## SOURCE MATERIAL
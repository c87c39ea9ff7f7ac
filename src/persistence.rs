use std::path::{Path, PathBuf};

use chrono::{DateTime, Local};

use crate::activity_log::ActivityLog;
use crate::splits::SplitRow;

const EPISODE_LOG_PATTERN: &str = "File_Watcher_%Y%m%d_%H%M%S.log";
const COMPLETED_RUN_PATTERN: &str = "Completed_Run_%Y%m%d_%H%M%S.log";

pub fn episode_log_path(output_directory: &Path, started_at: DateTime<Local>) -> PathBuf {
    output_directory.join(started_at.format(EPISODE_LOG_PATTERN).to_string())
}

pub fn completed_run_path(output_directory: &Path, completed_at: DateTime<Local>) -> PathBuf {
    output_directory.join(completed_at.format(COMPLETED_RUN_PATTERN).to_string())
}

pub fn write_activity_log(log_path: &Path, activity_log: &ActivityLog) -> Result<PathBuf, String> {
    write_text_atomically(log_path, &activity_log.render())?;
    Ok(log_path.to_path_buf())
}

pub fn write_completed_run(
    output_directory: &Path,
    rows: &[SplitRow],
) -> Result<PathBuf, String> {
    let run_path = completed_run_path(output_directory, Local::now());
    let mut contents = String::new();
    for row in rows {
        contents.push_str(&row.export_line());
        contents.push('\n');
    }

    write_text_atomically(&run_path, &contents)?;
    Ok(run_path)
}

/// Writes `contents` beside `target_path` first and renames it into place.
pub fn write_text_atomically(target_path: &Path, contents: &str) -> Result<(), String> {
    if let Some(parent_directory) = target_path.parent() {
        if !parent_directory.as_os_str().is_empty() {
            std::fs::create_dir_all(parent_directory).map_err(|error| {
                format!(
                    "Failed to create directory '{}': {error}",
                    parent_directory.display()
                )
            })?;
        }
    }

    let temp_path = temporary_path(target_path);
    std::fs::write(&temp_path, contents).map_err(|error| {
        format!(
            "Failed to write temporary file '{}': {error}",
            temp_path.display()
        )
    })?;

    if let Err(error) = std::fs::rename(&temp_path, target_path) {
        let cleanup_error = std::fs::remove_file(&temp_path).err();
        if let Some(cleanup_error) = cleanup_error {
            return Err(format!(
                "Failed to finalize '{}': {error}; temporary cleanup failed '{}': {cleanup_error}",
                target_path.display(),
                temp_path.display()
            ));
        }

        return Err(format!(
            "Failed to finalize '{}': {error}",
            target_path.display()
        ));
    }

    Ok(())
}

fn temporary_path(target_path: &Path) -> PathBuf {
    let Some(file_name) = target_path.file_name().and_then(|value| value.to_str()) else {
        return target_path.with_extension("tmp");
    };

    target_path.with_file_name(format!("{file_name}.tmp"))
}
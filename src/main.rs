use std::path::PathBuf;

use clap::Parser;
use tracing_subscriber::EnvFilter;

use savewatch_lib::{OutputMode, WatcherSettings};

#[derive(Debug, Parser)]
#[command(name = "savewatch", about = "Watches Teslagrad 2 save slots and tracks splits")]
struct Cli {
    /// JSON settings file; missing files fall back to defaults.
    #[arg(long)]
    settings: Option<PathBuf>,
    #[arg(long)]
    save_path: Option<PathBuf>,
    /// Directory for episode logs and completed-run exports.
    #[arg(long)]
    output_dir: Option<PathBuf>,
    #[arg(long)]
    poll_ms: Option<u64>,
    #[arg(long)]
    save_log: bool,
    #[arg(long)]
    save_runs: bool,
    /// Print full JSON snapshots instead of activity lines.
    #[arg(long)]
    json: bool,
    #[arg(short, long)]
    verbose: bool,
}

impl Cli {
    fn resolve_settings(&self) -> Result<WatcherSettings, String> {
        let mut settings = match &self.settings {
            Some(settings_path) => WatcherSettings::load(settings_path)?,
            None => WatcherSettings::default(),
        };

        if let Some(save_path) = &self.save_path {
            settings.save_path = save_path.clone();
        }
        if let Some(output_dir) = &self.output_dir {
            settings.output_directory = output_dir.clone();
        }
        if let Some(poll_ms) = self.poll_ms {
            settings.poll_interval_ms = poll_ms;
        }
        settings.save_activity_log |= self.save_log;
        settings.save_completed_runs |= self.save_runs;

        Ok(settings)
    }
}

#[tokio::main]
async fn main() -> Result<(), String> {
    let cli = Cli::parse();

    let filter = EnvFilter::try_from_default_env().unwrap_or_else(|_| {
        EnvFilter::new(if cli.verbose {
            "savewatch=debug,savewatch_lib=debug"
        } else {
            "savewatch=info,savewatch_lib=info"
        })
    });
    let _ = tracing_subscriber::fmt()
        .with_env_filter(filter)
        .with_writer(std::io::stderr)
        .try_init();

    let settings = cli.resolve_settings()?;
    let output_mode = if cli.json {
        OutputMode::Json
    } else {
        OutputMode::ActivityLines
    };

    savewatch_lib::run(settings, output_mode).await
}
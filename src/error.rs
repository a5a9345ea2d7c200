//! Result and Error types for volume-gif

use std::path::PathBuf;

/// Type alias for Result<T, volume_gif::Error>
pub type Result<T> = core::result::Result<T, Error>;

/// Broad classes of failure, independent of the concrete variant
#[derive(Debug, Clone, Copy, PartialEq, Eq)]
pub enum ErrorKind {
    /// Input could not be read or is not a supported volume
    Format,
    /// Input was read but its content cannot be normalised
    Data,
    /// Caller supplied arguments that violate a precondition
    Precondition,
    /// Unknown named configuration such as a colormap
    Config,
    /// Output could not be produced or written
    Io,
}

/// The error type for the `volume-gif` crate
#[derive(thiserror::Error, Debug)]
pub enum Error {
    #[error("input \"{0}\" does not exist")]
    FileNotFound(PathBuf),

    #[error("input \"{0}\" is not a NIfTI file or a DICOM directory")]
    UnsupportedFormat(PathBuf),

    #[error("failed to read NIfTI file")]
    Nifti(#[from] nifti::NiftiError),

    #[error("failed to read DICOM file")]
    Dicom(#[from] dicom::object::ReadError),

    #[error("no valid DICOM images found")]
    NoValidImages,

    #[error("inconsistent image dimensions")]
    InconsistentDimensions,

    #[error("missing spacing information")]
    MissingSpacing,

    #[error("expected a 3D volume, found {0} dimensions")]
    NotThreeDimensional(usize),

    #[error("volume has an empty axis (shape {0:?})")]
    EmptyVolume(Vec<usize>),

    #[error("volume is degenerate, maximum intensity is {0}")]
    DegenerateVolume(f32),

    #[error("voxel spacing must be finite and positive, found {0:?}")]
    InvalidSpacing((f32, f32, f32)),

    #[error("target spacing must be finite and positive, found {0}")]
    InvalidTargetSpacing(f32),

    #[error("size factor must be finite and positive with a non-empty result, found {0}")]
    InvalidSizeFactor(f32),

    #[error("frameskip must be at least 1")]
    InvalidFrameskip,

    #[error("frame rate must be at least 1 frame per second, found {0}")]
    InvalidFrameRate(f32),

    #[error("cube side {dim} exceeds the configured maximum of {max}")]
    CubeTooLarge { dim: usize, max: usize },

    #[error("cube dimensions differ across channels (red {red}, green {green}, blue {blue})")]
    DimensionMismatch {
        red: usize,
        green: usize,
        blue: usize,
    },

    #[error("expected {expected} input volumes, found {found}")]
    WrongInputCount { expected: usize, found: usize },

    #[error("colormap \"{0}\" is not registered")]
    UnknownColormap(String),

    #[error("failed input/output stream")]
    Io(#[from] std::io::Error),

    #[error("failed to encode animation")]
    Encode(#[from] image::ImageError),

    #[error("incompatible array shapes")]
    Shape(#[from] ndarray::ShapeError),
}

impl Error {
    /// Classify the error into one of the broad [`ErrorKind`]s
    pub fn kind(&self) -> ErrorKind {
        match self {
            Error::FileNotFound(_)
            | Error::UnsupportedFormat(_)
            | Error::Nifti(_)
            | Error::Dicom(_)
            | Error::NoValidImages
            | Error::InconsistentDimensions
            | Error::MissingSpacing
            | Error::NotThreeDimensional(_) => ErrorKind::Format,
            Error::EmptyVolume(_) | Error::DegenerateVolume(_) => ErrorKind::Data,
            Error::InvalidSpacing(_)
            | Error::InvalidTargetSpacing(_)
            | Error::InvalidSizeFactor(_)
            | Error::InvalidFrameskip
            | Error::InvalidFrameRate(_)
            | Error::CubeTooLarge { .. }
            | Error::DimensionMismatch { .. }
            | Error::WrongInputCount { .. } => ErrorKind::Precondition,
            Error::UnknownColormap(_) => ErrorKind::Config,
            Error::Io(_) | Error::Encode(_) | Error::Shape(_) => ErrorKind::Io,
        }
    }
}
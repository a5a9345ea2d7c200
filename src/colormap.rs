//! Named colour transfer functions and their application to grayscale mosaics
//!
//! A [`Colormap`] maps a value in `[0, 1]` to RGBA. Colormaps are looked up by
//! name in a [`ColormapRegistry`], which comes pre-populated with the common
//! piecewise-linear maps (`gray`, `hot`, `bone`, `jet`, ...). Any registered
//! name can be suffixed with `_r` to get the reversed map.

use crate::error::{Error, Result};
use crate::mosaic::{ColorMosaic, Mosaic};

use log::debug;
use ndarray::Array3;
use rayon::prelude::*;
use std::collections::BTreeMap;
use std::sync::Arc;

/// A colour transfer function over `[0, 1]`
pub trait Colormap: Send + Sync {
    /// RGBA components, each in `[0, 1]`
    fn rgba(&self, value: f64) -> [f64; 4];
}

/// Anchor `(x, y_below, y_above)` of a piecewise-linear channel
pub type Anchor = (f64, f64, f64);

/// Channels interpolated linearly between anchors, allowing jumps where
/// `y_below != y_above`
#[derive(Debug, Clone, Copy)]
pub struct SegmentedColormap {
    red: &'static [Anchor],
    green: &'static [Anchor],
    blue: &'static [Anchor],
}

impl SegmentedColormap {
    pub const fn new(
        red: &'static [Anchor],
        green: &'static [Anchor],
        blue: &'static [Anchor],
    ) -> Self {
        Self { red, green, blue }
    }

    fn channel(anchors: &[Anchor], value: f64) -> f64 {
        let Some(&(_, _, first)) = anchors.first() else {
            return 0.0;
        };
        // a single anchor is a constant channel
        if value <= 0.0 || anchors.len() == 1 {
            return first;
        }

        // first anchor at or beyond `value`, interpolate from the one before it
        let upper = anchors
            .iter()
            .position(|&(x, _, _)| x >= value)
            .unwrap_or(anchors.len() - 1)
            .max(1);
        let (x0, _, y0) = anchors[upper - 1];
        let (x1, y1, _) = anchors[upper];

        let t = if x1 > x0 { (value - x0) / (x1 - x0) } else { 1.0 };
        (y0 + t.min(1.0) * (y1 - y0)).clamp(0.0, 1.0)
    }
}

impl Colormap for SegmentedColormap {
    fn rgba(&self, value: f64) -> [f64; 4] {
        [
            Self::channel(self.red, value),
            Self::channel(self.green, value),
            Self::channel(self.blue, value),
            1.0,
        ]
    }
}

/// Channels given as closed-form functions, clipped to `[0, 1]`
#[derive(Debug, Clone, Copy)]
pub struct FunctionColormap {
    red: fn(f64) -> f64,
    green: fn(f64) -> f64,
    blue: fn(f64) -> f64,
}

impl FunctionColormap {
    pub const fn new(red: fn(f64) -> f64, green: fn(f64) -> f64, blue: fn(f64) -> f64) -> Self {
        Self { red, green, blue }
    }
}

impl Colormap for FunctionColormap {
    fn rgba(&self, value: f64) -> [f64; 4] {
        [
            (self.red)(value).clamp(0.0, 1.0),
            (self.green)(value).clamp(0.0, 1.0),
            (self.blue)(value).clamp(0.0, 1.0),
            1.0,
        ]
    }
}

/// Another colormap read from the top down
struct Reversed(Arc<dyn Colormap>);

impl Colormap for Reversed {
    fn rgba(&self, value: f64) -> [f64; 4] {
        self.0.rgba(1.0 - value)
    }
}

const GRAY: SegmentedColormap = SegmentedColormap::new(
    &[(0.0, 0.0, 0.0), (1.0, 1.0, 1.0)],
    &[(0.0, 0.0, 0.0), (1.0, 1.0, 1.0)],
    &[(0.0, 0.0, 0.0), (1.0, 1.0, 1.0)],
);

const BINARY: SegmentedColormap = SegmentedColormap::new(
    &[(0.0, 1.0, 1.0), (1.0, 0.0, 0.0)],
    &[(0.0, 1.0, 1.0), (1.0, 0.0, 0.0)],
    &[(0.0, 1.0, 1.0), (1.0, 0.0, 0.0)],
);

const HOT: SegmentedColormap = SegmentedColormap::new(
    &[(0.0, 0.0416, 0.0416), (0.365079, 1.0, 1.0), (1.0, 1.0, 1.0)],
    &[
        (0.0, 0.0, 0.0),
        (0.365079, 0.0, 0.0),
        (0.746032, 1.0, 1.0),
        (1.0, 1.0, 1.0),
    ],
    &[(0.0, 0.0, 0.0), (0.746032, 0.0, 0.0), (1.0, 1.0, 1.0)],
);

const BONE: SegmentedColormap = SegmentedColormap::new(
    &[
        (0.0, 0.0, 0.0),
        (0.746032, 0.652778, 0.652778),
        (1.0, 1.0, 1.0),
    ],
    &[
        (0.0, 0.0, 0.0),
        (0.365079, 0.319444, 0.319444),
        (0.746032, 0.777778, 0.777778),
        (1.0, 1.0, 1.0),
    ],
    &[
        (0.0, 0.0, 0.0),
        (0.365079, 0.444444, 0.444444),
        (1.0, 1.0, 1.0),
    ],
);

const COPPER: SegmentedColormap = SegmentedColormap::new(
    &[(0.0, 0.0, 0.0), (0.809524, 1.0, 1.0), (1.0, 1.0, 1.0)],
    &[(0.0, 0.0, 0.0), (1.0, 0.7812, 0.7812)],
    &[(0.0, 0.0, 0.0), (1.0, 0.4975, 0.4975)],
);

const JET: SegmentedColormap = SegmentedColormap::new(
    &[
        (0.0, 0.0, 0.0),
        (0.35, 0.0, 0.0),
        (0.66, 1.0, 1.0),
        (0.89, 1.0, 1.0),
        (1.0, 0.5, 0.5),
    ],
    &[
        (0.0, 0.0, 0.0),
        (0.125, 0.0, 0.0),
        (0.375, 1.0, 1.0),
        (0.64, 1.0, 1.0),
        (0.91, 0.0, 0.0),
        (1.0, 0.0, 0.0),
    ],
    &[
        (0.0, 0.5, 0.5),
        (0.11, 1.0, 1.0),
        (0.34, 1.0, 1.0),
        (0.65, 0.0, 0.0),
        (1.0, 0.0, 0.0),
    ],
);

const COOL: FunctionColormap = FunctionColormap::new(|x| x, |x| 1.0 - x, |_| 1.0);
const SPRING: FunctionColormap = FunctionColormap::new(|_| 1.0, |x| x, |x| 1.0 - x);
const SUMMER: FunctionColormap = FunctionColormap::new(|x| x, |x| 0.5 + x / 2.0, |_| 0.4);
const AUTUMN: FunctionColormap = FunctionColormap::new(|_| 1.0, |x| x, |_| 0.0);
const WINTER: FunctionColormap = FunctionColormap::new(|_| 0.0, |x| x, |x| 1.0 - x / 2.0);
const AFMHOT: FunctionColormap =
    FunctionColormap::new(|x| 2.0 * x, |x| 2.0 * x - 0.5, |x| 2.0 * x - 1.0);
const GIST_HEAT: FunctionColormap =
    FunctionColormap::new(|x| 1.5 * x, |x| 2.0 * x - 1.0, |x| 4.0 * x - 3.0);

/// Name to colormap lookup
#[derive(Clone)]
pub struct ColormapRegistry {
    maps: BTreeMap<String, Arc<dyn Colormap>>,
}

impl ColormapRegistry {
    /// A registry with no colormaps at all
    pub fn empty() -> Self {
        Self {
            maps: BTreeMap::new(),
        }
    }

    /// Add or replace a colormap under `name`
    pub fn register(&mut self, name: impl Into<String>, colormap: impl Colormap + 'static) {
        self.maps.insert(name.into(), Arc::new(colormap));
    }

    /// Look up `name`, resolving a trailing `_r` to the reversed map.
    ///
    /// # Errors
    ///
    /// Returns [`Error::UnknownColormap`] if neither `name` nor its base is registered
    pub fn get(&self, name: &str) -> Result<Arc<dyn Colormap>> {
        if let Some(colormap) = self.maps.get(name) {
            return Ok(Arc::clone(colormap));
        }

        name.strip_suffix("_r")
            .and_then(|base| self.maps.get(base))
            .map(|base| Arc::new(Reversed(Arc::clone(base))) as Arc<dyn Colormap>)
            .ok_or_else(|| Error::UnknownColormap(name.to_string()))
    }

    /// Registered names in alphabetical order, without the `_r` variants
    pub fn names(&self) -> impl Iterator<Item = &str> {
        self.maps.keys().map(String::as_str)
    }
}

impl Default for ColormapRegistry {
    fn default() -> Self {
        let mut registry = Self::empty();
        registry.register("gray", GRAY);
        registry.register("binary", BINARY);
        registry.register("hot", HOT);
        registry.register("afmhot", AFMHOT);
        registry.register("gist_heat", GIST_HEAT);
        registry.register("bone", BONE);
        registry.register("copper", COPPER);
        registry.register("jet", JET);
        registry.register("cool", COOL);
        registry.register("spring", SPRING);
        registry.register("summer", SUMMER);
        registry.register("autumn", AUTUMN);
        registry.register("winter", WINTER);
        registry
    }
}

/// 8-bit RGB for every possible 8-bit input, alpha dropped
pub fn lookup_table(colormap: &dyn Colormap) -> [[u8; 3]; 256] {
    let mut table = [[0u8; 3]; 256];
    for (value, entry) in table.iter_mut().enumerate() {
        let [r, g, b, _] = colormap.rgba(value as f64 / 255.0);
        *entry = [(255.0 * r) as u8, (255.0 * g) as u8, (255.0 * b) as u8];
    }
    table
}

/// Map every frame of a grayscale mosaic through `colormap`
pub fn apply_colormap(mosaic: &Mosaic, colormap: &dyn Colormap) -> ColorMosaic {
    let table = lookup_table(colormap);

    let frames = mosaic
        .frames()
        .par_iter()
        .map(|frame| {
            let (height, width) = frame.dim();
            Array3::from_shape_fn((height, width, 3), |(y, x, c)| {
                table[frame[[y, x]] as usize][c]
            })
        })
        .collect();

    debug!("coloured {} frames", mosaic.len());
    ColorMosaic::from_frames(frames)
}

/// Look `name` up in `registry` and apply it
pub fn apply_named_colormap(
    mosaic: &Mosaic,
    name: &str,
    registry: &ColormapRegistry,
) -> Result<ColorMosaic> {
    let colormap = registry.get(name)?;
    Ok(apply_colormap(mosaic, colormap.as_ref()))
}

## YOUR OBJECTIVE
The lines that contain the word "ndarray" are wanted; copy each of them from the records.

## EXERCISE RESULT
    Shape(#[from] ndarray::ShapeError),
use ndarray::Array3;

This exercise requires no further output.